大学入試直前講座 『現代文のツボ』 其の九

「早稲田大学 評論用語の基礎知識②」 〈人類学・民俗学〉

早稲田大学の現代文が好むネタですね。
「中心」の対義語は「周縁(境界)」・「内部」の対義語は「外部」、早稲田大学の国語を受験するならおさえておきたい用語です。

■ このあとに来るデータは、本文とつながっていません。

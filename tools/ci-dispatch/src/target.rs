use miette::Diagnostic;
use nom::bytes::complete::take_while1;
use nom::character::complete::char;
use nom::combinator::{all_consuming, rest, verify};
use nom::sequence::separated_pair;
use nom::IResult;
use std::fmt::{Display, Formatter};
use thiserror::Error;

#[derive(Debug, Error, Diagnostic)]
pub enum TargetError {
    #[error("malformed remote target `{0}`")]
    #[diagnostic(help("remote targets are written as `<container>:<path>`, e.g. `ci:/test/data/compiler`"))]
    Malformed(String),
}

/// The destination of the artifact upload, addressed the way the container runtime's `cp`
/// subcommand expects it.
///
/// ```text
/// target ::= alias COLON path
/// alias  ::= any character except COLON, at least one
/// path   ::= any, at least one
/// ```
#[derive(Debug, Clone, PartialEq, Eq)]
pub struct RemoteTarget {
    pub alias: String,
    pub path: String,
}

impl RemoteTarget {
    pub fn parse(input: &str) -> Result<Self, TargetError> {
        let (_, (alias, path)) = all_consuming(Self::parse_target)(input)
            .map_err(|_| TargetError::Malformed(input.to_owned()))?;
        Ok(Self {
            alias: alias.to_owned(),
            path: path.to_owned(),
        })
    }

    fn parse_target(input: &str) -> IResult<&str, (&str, &str)> {
        separated_pair(
            take_while1(|c: char| c != ':'),
            char(':'),
            verify(rest, |path: &str| !path.is_empty()),
        )(input)
    }
}

impl Display for RemoteTarget {
    fn fmt(&self, f: &mut Formatter<'_>) -> std::fmt::Result {
        write!(f, "{}:{}", self.alias, self.path)
    }
}
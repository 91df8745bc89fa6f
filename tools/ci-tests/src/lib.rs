//! Shared helpers for the end-to-end tests of `ci-dispatch`.

use ci_dispatch::config::DispatcherConfig;
use std::path::{Path, PathBuf};

/// Path to a configuration file in `tests/fixtures`.
pub fn fixture(name: &str) -> PathBuf {
    Path::new(env!("CARGO_MANIFEST_DIR"))
        .join("tests/fixtures")
        .join(name)
}

/// Load a configuration file from `tests/fixtures`.
pub fn fixture_config(name: &str) -> DispatcherConfig {
    DispatcherConfig::from_file(&fixture(name)).expect("failed to load fixture configuration")
}
//! The boundary between the dispatcher and the external commands it drives.
//!
//! The dispatcher never spawns processes directly. Every call to the container runtime or the remote
//! test script goes through a [`Collaborator`], which hands back the captured standard output along
//! with an optional [`InvocationError`]. Callers decide whether a failure is reported or ignored.

use miette::Diagnostic;
use std::ffi::OsStr;
use std::process::{Command, ExitStatus};
use thiserror::Error;

#[derive(Debug, Error, Diagnostic)]
pub enum InvocationError {
    #[error("failed to launch `{program}`")]
    Spawn {
        program: String,
        #[source]
        source: std::io::Error,
    },
    #[error("`{program}` exited unsuccessfully ({status})")]
    Status { program: String, status: ExitStatus },
}

/// The outcome of a single collaborator call.
///
/// The output is kept even when the call failed, as a collaborator may print something useful
/// before exiting with an error.
#[derive(Debug, Default)]
pub struct Invocation {
    pub output: Vec<u8>,
    pub error: Option<InvocationError>,
}

impl Invocation {
    pub fn is_success(&self) -> bool {
        self.error.is_none()
    }

    /// The captured output as text, without the trailing line break.
    pub fn text(&self) -> String {
        String::from_utf8_lossy(&self.output)
            .trim_end_matches(['\r', '\n'])
            .to_owned()
    }
}

pub trait Collaborator {
    /// Run `program` with `args`, blocking until it has exited.
    fn invoke(&mut self, program: &str, args: &[&OsStr]) -> Invocation;
}

/// Collaborator backed by real child processes.
///
/// Standard error of the child is inherited, so diagnostics from the container runtime or the test
/// script reach the terminal directly.
#[derive(Debug, Default)]
pub struct ProcessCollaborator;

impl Collaborator for ProcessCollaborator {
    fn invoke(&mut self, program: &str, args: &[&OsStr]) -> Invocation {
        tracing::debug!(program, ?args, "invoking collaborator");
        let mut command = Command::new(program);
        command.args(args).stderr(std::process::Stdio::inherit());
        match command.output() {
            Ok(output) if output.status.success() => Invocation {
                output: output.stdout,
                error: None,
            },
            Ok(output) => Invocation {
                output: output.stdout,
                error: Some(InvocationError::Status {
                    program: program.to_owned(),
                    status: output.status,
                }),
            },
            Err(source) => Invocation {
                output: Vec::new(),
                error: Some(InvocationError::Spawn {
                    program: program.to_owned(),
                    source,
                }),
            },
        }
    }
}

#[cfg(all(test, unix))]
mod tests {
    use crate::collaborator::{Collaborator, InvocationError, ProcessCollaborator};
    use std::ffi::OsStr;

    #[test]
    fn test_capture_standard_output() {
        let invocation = ProcessCollaborator.invoke("echo", &[OsStr::new("110#t1")]);
        assert!(invocation.is_success());
        assert_eq!(invocation.output, b"110#t1\n");
        assert_eq!(invocation.text(), "110#t1");
    }

    #[test]
    fn test_non_zero_status_is_an_error() {
        let invocation = ProcessCollaborator.invoke("false", &[]);
        assert!(matches!(
            invocation.error,
            Some(InvocationError::Status { ref program, .. }) if program == "false"
        ));
    }

    #[test]
    fn test_missing_program_is_a_spawn_error() {
        let invocation = ProcessCollaborator.invoke("ci-dispatch-no-such-program", &[]);
        assert!(invocation.output.is_empty());
        assert!(matches!(
            invocation.error,
            Some(InvocationError::Spawn { .. })
        ));
    }
}
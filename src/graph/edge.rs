//! Directed, typed edge implementation for the property graph.

use super::property::{PropertyMap, PropertyValue};
use super::types::{EdgeId, EdgeType, NodeId};
use chrono::Utc;
use serde::{Deserialize, Serialize};

/// A directed edge between two nodes.
///
/// Edges carry an update timestamp because some relationship types (ratings)
/// are mutated in place rather than recreated.
#[derive(Debug, Clone, Serialize, Deserialize)]
pub struct Edge {
    /// Unique identifier for this edge.
    pub id: EdgeId,

    /// The edge goes FROM this node.
    pub source: NodeId,

    /// The edge goes TO this node.
    pub target: NodeId,

    /// Relationship type ("RATED", "SIMILAR_TO", "BELONGS_TO").
    pub edge_type: EdgeType,

    /// Properties associated with this edge.
    pub properties: PropertyMap,

    /// Creation timestamp (Unix milliseconds).
    pub created_at: i64,

    /// Last update timestamp (Unix milliseconds).
    pub updated_at: i64,
}

impl Edge {
    /// Create a new edge with no properties.
    pub fn new(id: EdgeId, source: NodeId, target: NodeId, edge_type: impl Into<EdgeType>) -> Self {
        Self::with_properties(id, source, target, edge_type, PropertyMap::new())
    }

    /// Create a new edge with initial properties.
    pub fn with_properties(
        id: EdgeId,
        source: NodeId,
        target: NodeId,
        edge_type: impl Into<EdgeType>,
        properties: PropertyMap,
    ) -> Self {
        let now = Utc::now().timestamp_millis();
        Edge {
            id,
            source,
            target,
            edge_type: edge_type.into(),
            properties,
            created_at: now,
            updated_at: now,
        }
    }

    /// Set a property value and bump the update timestamp.
    pub fn set_property(&mut self, key: impl Into<String>, value: impl Into<PropertyValue>) {
        self.properties.insert(key.into(), value.into());
        self.updated_at = Utc::now().timestamp_millis();
    }

    /// Get a property value.
    pub fn get_property(&self, key: &str) -> Option<&PropertyValue> {
        self.properties.get(key)
    }

    /// Get an integer property.
    pub fn integer_property(&self, key: &str) -> Option<i64> {
        self.get_property(key).and_then(|v| v.as_integer())
    }

    /// Get a float property.
    pub fn float_property(&self, key: &str) -> Option<f64> {
        self.get_property(key).and_then(|v| v.as_float())
    }

    /// Get a string property.
    pub fn string_property(&self, key: &str) -> Option<&str> {
        self.get_property(key).and_then(|v| v.as_str())
    }
}

impl PartialEq for Edge {
    fn eq(&self, other: &Self) -> bool {
        self.id == other.id
    }
}

impl Eq for Edge {}
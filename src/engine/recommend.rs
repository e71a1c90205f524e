//! Personalized recommendation engine.
//!
//! Turns a user's positive rating history into a ranked list of unseen
//! books. Genre affinity dominates the score; popularity and average rating
//! are secondary signals. Users without usable history get the global
//! popularity ranking instead.

use super::scoring;
use crate::catalog::{BookProfile, Catalog, EDGE_RATED};
use crate::error::{Error, Result};
use crate::graph::{EdgeType, NodeId};
use chrono::{DateTime, Utc};
use rustc_hash::{FxHashMap, FxHashSet};
use serde::{Deserialize, Serialize};
use tracing::debug;

/// Tuning knobs for recommendation scoring.
///
/// The exact constants are policy, not contract, with one rule: the genre
/// weight must dominate the popularity weight, so a candidate sharing
/// genres with the user's liked set always outranks a merely popular one.
#[derive(Debug, Clone, Serialize, Deserialize)]
#[serde(default)]
pub struct RecommendConfig {
    /// Minimum score for a rating to count as "liked".
    pub like_threshold: i64,
    /// Weight of the genre-overlap signal.
    pub genre_weight: f64,
    /// Weight of the normalized-popularity signal.
    pub popularity_weight: f64,
    /// Weight of the normalized average-rating signal.
    pub rating_weight: f64,
}

impl Default for RecommendConfig {
    fn default() -> Self {
        Self {
            like_threshold: 4,
            genre_weight: 0.6,
            popularity_weight: 0.3,
            rating_weight: 0.1,
        }
    }
}

/// One recommended book.
#[derive(Debug, Clone, Serialize)]
pub struct BookSummary {
    pub id: NodeId,
    pub isbn: String,
    pub title: String,
    pub author: String,
    pub genres: Vec<String>,
    /// Incoming rating count.
    pub popularity: usize,
    pub average_rating: f64,
    /// Final score; absent on the popularity-fallback path.
    pub score: Option<f64>,
}

/// A ranked recommendation list.
#[derive(Debug, Clone, Serialize)]
pub struct Recommendations {
    pub data: Vec<BookSummary>,
    pub generated_at: DateTime<Utc>,
}

/// Generate up to `limit` recommendations for a user.
///
/// The user record must resolve; an unknown id is a NotFound error. A known
/// user with no liked books (or whose liked books carry no genre data)
/// falls back to the global popularity ranking and never errors. Books the
/// user has already rated are excluded, whatever score they gave.
pub fn generate_recommendations(
    catalog: &Catalog,
    user_id: &str,
    limit: usize,
    config: &RecommendConfig,
) -> Result<Recommendations> {
    let user = catalog
        .user_node(user_id)
        .ok_or_else(|| Error::UserNotFound(user_id.to_string()))?;

    let profiles = catalog.book_profiles();
    let by_id: FxHashMap<NodeId, &BookProfile> = profiles.iter().map(|p| (p.id, p)).collect();

    let rated_edges = catalog
        .store()
        .get_outgoing_edges_by_type(user, &EdgeType::new(EDGE_RATED));
    let rated: FxHashSet<NodeId> = rated_edges.iter().map(|e| e.target).collect();
    let liked: Vec<NodeId> = rated_edges
        .iter()
        .filter(|e| e.integer_property("score").unwrap_or(0) >= config.like_threshold)
        .map(|e| e.target)
        .collect();

    let weights = scoring::genre_weights(
        liked
            .iter()
            .filter_map(|id| by_id.get(id))
            .map(|p| &p.genres),
    );

    if weights.is_empty() {
        debug!(user_id, "no usable rating history, using popularity ranking");
        return Ok(respond(popularity_ranking(&profiles, limit)));
    }

    let max_popularity = profiles.iter().map(|p| p.rating_count).max().unwrap_or(0);

    let mut scored: Vec<BookSummary> = profiles
        .iter()
        .filter(|p| !rated.contains(&p.id))
        .filter_map(|profile| {
            let overlap = scoring::genre_overlap_score(&profile.genres, &weights);
            if overlap <= 0.0 {
                // No shared genre: not a recommendation, no matter how popular.
                return None;
            }
            let score = overlap * config.genre_weight
                + scoring::popularity_score(profile.rating_count, max_popularity)
                    * config.popularity_weight
                + (scoring::average_rating(&profile.scores) / 5.0) * config.rating_weight;
            Some(summarize(profile, Some(score)))
        })
        .collect();

    scored.sort_by(|a, b| {
        b.score
            .unwrap_or(0.0)
            .total_cmp(&a.score.unwrap_or(0.0))
            .then_with(|| b.popularity.cmp(&a.popularity))
            .then_with(|| a.title.cmp(&b.title))
            .then_with(|| a.isbn.cmp(&b.isbn))
    });
    scored.truncate(limit);

    debug!(user_id, count = scored.len(), "generated recommendations");
    Ok(respond(scored))
}

/// Global popularity ranking: the cold-start answer.
fn popularity_ranking(profiles: &[BookProfile], limit: usize) -> Vec<BookSummary> {
    let mut ranked: Vec<&BookProfile> = profiles.iter().collect();
    ranked.sort_by(|a, b| {
        b.rating_count
            .cmp(&a.rating_count)
            .then_with(|| a.title.cmp(&b.title))
            .then_with(|| a.isbn.cmp(&b.isbn))
    });
    ranked
        .into_iter()
        .take(limit)
        .map(|p| summarize(p, None))
        .collect()
}

fn summarize(profile: &BookProfile, score: Option<f64>) -> BookSummary {
    BookSummary {
        id: profile.id,
        isbn: profile.isbn.clone(),
        title: profile.title.clone(),
        author: profile.author.clone(),
        genres: profile.genres.clone(),
        popularity: profile.rating_count,
        average_rating: scoring::average_rating(&profile.scores),
        score,
    }
}

fn respond(data: Vec<BookSummary>) -> Recommendations {
    Recommendations {
        data,
        generated_at: Utc::now(),
    }
}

空間でも、我々の意識でも、任意の一点を「中心」とすると、中心にまつわる「内部」と、中心から外れた「外部」がくくりだされていきます。
そして「内部」と「外部」の間には必ず「境界領域」と呼ばれる部分が発生します。

周縁・境界…中心に対する外縁部、周辺。(⇔中心)

両義性…一つのことが二つ(=両)の意味(=義)をもつ性質。


多義…一つのことが多くの意味をもつこと。


一義…一つのことが一つの意味しかもたないこと。

 どれもこれも、早稲田大学が過去に虫食い問題で出しているものです。

例えば、クラスの中でA君が「自分がクラスのリーダーだ」と宣言します。
それにつきしたがう仲間もいる(内部)。
A君を中心とする一つの「秩序」が出来上がります。
A君と口をきいたこともないよそのクラスの人はその秩序には全くかかわらない(外部)。
そうすると、A君と同じクラスでありながら、A君とかかわりたくない人たちは微妙な立場に立たせられますね。
A君の創り出した「秩序」に従うのか、従わないのか。「内なる部外者」として「周縁(周辺)」「境界」に身を置いた人たちはA君を中心とする秩序の「内部」でもあり、「外部」でもあるという「両義性」をいやでももってしまいます。
そのように「どっちつかず」の両義性をもった人たちが「禁忌(きんき=タブー)」として排除の対象となる、いわゆる「いじめ」の問題はこのような場所で起こっているのかもしれませんね。